In the prior art, as disclosed in CN105812376a, in a doctor-patient multiparty instant messaging system constructed by using strophe, after the client program is started, the bottom layer communication module starts monitoring. The data packet is converted into a data packet with a structhe protocol format through a protocol analysis module, and the request is newly sent to a communication server side for processing through a bottom communication protocol. The instant communication system platform provides various functional interfaces for the instant communication system, is convenient for the client to demand, and the client expands corresponding functions according to own demand.

The embodiment of the scheme provides an instant communication message technology based on the strophe, and a doctor-patient multiparty instant communication mechanism management mechanism constructed by the strophe is applied in the communication process, so that the success rate of message updating can be greatly improved. The efficiency of doctor-patient communication is improved, but the accuracy and stability of doctor-patient communication are poor.

Disclosure of Invention

The invention aims to provide a doctor-patient communication method, which greatly improves the accuracy and stability of a doctor-patient communication system and ensures the efficiency of doctor-patient communication.

The invention adopts the following technical scheme to achieve the aim, and the doctor-patient communication method comprises the following steps:

step 1, acquiring medical information of a patient, wherein the medical information comprises basic information, medical history records, diagnosis results and treatment schemes of the patient;

step 2, preprocessing the acquired medical information, wherein the preprocessing comprises cleaning, denoising and normalizing;

step 3, extracting specific characteristics from the preprocessed medical information, wherein the specific characteristics comprise the age, sex and severity of the illness state of the patient;

step 4, training the extracted specific features by using a naive Bayesian algorithm, and establishing a prediction model of doctor-patient communication;

step 5, evaluating the established prediction model of the doctor-patient communication by using a test data set to determine the prediction accuracy and stability of the model;

and 6, performing doctor-patient communication based on the estimated prediction model, wherein the method specifically comprises the following steps of: and taking the input information of the patient as the input of the estimated predictive model, and presenting the output information of the estimated predictive model to a doctor, wherein the doctor replies the patient according to the output information.

Further, step 2 specifically includes:

step 201, in a data cleaning stage, removing duplicate data, missing data and abnormal values, specifically including: removing repeated data by using a drop_redundant function in a pandas library in Python, filling missing values by using a filter function, detecting abnormal values by using an outlier function, and processing;

step 202, removing noise and interference in signals in a data denoising stage, which specifically includes: using a signal module in a scipy library in Python to perform data denoising for the first time; performing median filtering by using a medfilt function, performing low-pass filtering by using an lfilter function, and performing secondary denoising and interference removal by the median filtering and the low-pass filtering;

step 203, in the data normalization stage, scaling the data ranges of different features to the same range, specifically including: data normalization processing is performed using the MinMaxScale class in the sklearn library in Python, and includes subtracting a minimum value from the data for each feature and then dividing by a maximum value to scale the data range to between 0 and 1.

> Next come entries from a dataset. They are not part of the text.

use std::fmt;
use std::str::FromStr;

use serde::Serialize;

use crate::error::AppError;

const API_DOMAIN: &str = "api.riotgames.com";

/// Platform routing values (Summoner-v4, League-v4). Players and caches are keyed per platform.
#[derive(Debug, Clone, Copy, PartialEq, Eq, Hash, Serialize)]
#[serde(into = "String")]
pub enum Platform {
    BR1,
    LA1,
    LA2,
    NA1,
    JP1,
    KR,
    EUN1,
    EUW1,
    ME1,
    RU,
    TR1,
    OC1,
    PH2,
    SG2,
    TH2,
    TW2,
    VN2,
}

struct PlatformInfo {
    code: &'static str,
    /// Short names players type in URLs (`euw`, `oce`).
    aliases: &'static [&'static str],
    region: Region,
}

/// Indexed by `Platform as usize`; keep in declaration order.
const PLATFORMS: [PlatformInfo; 17] = [
    PlatformInfo { code: "br1", aliases: &["br"], region: Region::Americas },
    PlatformInfo { code: "la1", aliases: &["lan"], region: Region::Americas },
    PlatformInfo { code: "la2", aliases: &["las"], region: Region::Americas },
    PlatformInfo { code: "na1", aliases: &["na"], region: Region::Americas },
    PlatformInfo { code: "jp1", aliases: &["jp"], region: Region::Asia },
    PlatformInfo { code: "kr", aliases: &[], region: Region::Asia },
    PlatformInfo { code: "eun1", aliases: &["eune", "eun"], region: Region::Europe },
    PlatformInfo { code: "euw1", aliases: &["euw"], region: Region::Europe },
    PlatformInfo { code: "me1", aliases: &["me"], region: Region::Europe },
    PlatformInfo { code: "ru", aliases: &[], region: Region::Europe },
    PlatformInfo { code: "tr1", aliases: &["tr"], region: Region::Europe },
    PlatformInfo { code: "oc1", aliases: &["oce", "oc"], region: Region::Sea },
    PlatformInfo { code: "ph2", aliases: &["ph"], region: Region::Sea },
    PlatformInfo { code: "sg2", aliases: &["sg"], region: Region::Sea },
    PlatformInfo { code: "th2", aliases: &["th"], region: Region::Sea },
    PlatformInfo { code: "tw2", aliases: &["tw"], region: Region::Sea },
    PlatformInfo { code: "vn2", aliases: &["vn"], region: Region::Sea },
];

const ALL_PLATFORMS: [Platform; 17] = [
    Platform::BR1,
    Platform::LA1,
    Platform::LA2,
    Platform::NA1,
    Platform::JP1,
    Platform::KR,
    Platform::EUN1,
    Platform::EUW1,
    Platform::ME1,
    Platform::RU,
    Platform::TR1,
    Platform::OC1,
    Platform::PH2,
    Platform::SG2,
    Platform::TH2,
    Platform::TW2,
    Platform::VN2,
];

impl Platform {
    fn info(self) -> &'static PlatformInfo {
        &PLATFORMS[self as usize]
    }

    pub fn host(&self) -> String {
        format!("{}.{API_DOMAIN}", self.as_str())
    }

    pub fn as_str(&self) -> &'static str {
        self.info().code
    }

    /// Regional cluster serving this platform's accounts and matches.
    pub fn to_region(self) -> Region {
        self.info().region
    }

    /// Account-v1 has no `sea` cluster; those players are served from `asia`.
    pub fn account_region(self) -> Region {
        match self.to_region() {
            Region::Sea => Region::Asia,
            region => region,
        }
    }
}

impl FromStr for Platform {
    type Err = AppError;

    /// Accepts the routing code (`EUW1`) or the usual short name (`euw`), any case.
    fn from_str(s: &str) -> Result<Self, Self::Err> {
        let wanted = s.trim();
        ALL_PLATFORMS
            .into_iter()
            .find(|p| {
                let info = p.info();
                info.code.eq_ignore_ascii_case(wanted)
                    || info.aliases.iter().any(|a| a.eq_ignore_ascii_case(wanted))
            })
            .ok_or_else(|| AppError::InvalidRegion(s.to_string()))
    }
}

impl fmt::Display for Platform {
    fn fmt(&self, f: &mut fmt::Formatter<'_>) -> fmt::Result {
        f.write_str(&self.as_str().to_ascii_uppercase())
    }
}

impl From<Platform> for String {
    fn from(platform: Platform) -> Self {
        platform.to_string()
    }
}

/// Regional routing values (Account-v1, Match-v5).
#[derive(Debug, Clone, Copy, PartialEq, Eq, Hash)]
pub enum Region {
    Americas,
    Asia,
    Europe,
    Sea,
}

impl Region {
    pub fn host(&self) -> String {
        format!("{}.{API_DOMAIN}", self.as_str())
    }

    pub fn as_str(&self) -> &'static str {
        match self {
            Self::Americas => "americas",
            Self::Asia => "asia",
            Self::Europe => "europe",
            Self::Sea => "sea",
        }
    }
}

impl fmt::Display for Region {
    fn fmt(&self, f: &mut fmt::Formatter<'_>) -> fmt::Result {
        f.write_str(self.as_str())
    }
}

/// Which host family a request goes to.
#[derive(Debug, Clone, Copy, PartialEq, Eq)]
pub enum Routing {
    Platform,
    Regional,
    Account,
}

#[cfg(test)]
mod tests {
    use super::*;

    #[test]
    fn platform_table_matches_declaration_order() {
        for platform in ALL_PLATFORMS {
            assert_eq!(platform.as_str().parse::<Platform>().unwrap(), platform);
        }
    }

    #[test]
    fn platform_parses_short_and_long_codes() {
        assert_eq!("euw".parse::<Platform>().unwrap(), Platform::EUW1);
        assert_eq!("EUW1".parse::<Platform>().unwrap(), Platform::EUW1);
        assert_eq!("kr".parse::<Platform>().unwrap(), Platform::KR);
        assert_eq!("Oce".parse::<Platform>().unwrap(), Platform::OC1);
        assert!(matches!(
            "moon".parse::<Platform>(),
            Err(AppError::InvalidRegion(_))
        ));
    }

    #[test]
    fn platform_maps_to_regional_host() {
        assert_eq!(Platform::EUW1.to_region(), Region::Europe);
        assert_eq!(Platform::NA1.to_region(), Region::Americas);
        assert_eq!(Platform::VN2.to_region(), Region::Sea);
        assert_eq!(Platform::EUW1.host(), "euw1.api.riotgames.com");
        assert_eq!(Region::Europe.host(), "europe.api.riotgames.com");
        assert_eq!(Platform::EUN1.to_string(), "EUN1");
    }

    #[test]
    fn sea_accounts_are_served_from_asia() {
        assert_eq!(Platform::OC1.account_region(), Region::Asia);
        assert_eq!(Platform::VN2.account_region(), Region::Asia);
        assert_eq!(Platform::KR.account_region(), Region::Asia);
        assert_eq!(Platform::EUW1.account_region(), Region::Europe);
        assert_eq!(Platform::NA1.account_region(), Region::Americas);
    }
}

The repeated data, the missing data and the abnormal values are removed in the data cleaning stage, the noise and the interference in the signals are removed in the data denoising stage, and the data ranges of different characteristics are scaled to be within the same range in the data normalization stage, so that the data quality is greatly improved, the data format is unified, the subsequent analysis difficulty is reduced, and the subsequent modeling efficiency is improved.

Further, extracting specific features from the preprocessed medical information specifically includes:

after the data normalization process is completed, the SelectKBest class in the scikit-learn library in Python is used for carrying out feature selection, the top k features are selected, the correlation coefficient or information gain index between the top k features and the target variable is calculated to determine which features are the most important, the most important features are taken as specific features, and k is an integer larger than 0. By the scheme, the accuracy of feature extraction is improved.

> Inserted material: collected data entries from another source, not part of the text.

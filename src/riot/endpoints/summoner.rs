use crate::error::AppError;
use crate::riot::client::RiotClient;
use crate::riot::region::{Platform, Routing};
use crate::riot::types::SummonerDto;

impl RiotClient {
    /// Get summoner by PUUID (profile icon, level, encrypted summoner id)
    pub async fn get_summoner_by_puuid(
        &self,
        platform: Platform,
        puuid: &str,
    ) -> Result<SummonerDto, AppError> {
        let path = format!("/lol/summoner/v4/summoners/by-puuid/{puuid}");

        self.get(platform, Routing::Platform, &path, &[]).await
    }
}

Further, training the extracted specific features by using a naive bayes algorithm specifically includes:

step 401, dividing the extracted specific features into a training set and a verification set, and determining the number of samples and the number of categories in the training set;

step 402, for each category, calculating the prior probability distribution according to the historical data, and calculating the posterior probability distribution of each category according to the characteristics and the category information by using the bayesian theorem, wherein the calculation formula is as follows:

wherein y is _i Representing the class of the sample, x _i Representing the characteristics of the sample, P (x _i |y _i ) Expressed in given y _i Feature x _i Probability of occurrence, P (y _i ) Representing class y _i Is a priori probability of P (x) _i ) Representing sample characteristics x _i Probability of occurrence in training set, P (y _i |x _i ) Representing posterior probability distribution;

step 403, building a classifier according to the posterior probability distribution obtained by calculation to predict, specifically comprising taking the posterior probability of each category as the weight of the category, weighting and summing the characteristics of all samples, mapping the result to between 0 and 1 through a softmax function, and finally, selecting the category with the highest probability as a prediction result.

Through the training process, for some data sets with a plurality of characteristics, the number of the characteristics can be effectively reduced, the efficiency and the accuracy of the model can be improved, and for the case of a few samples in certain categories, the data sets can be balanced by a weighting method and the like.

Further, the evaluating the established predictive model of the doctor-patient communication using the test data set specifically includes:

step 501, inputting each sample in the test data set into a prediction model, calculating the probability that the prediction model belongs to each category of the sample, selecting the category with the highest probability as a first prediction result of the sample, and selecting the category with the smallest probability as a second prediction result of the sample;

step 502, comparing a first prediction result and a second prediction result of the prediction model on the test data set with the real labels respectively, and calculating the accuracy of the prediction model on the test data set to obtain a corresponding first accuracy and a corresponding second accuracy;

step 503, multiplying the first accuracy rate by a first weight to obtain a first accuracy rate comparison reference value; multiplying the second accuracy rate by a second weight to obtain a second accuracy rate comparison reference value; the first weight is the weight of the category with the largest probability, and the second weight is the weight of the category with the smallest probability;

step 504, the first accuracy comparison reference value and the second accuracy comparison reference value are differenced, the difference value is compared with a set threshold range, and if the difference value is within the set threshold range, the accuracy of the prediction model is judged to be in a reasonable range.

By the above evaluation process, the accuracy of the evaluation process can be improved. By using the test dataset, the generalization ability of the model on unknown data can be verified, i.e., whether the model can correctly predict new data.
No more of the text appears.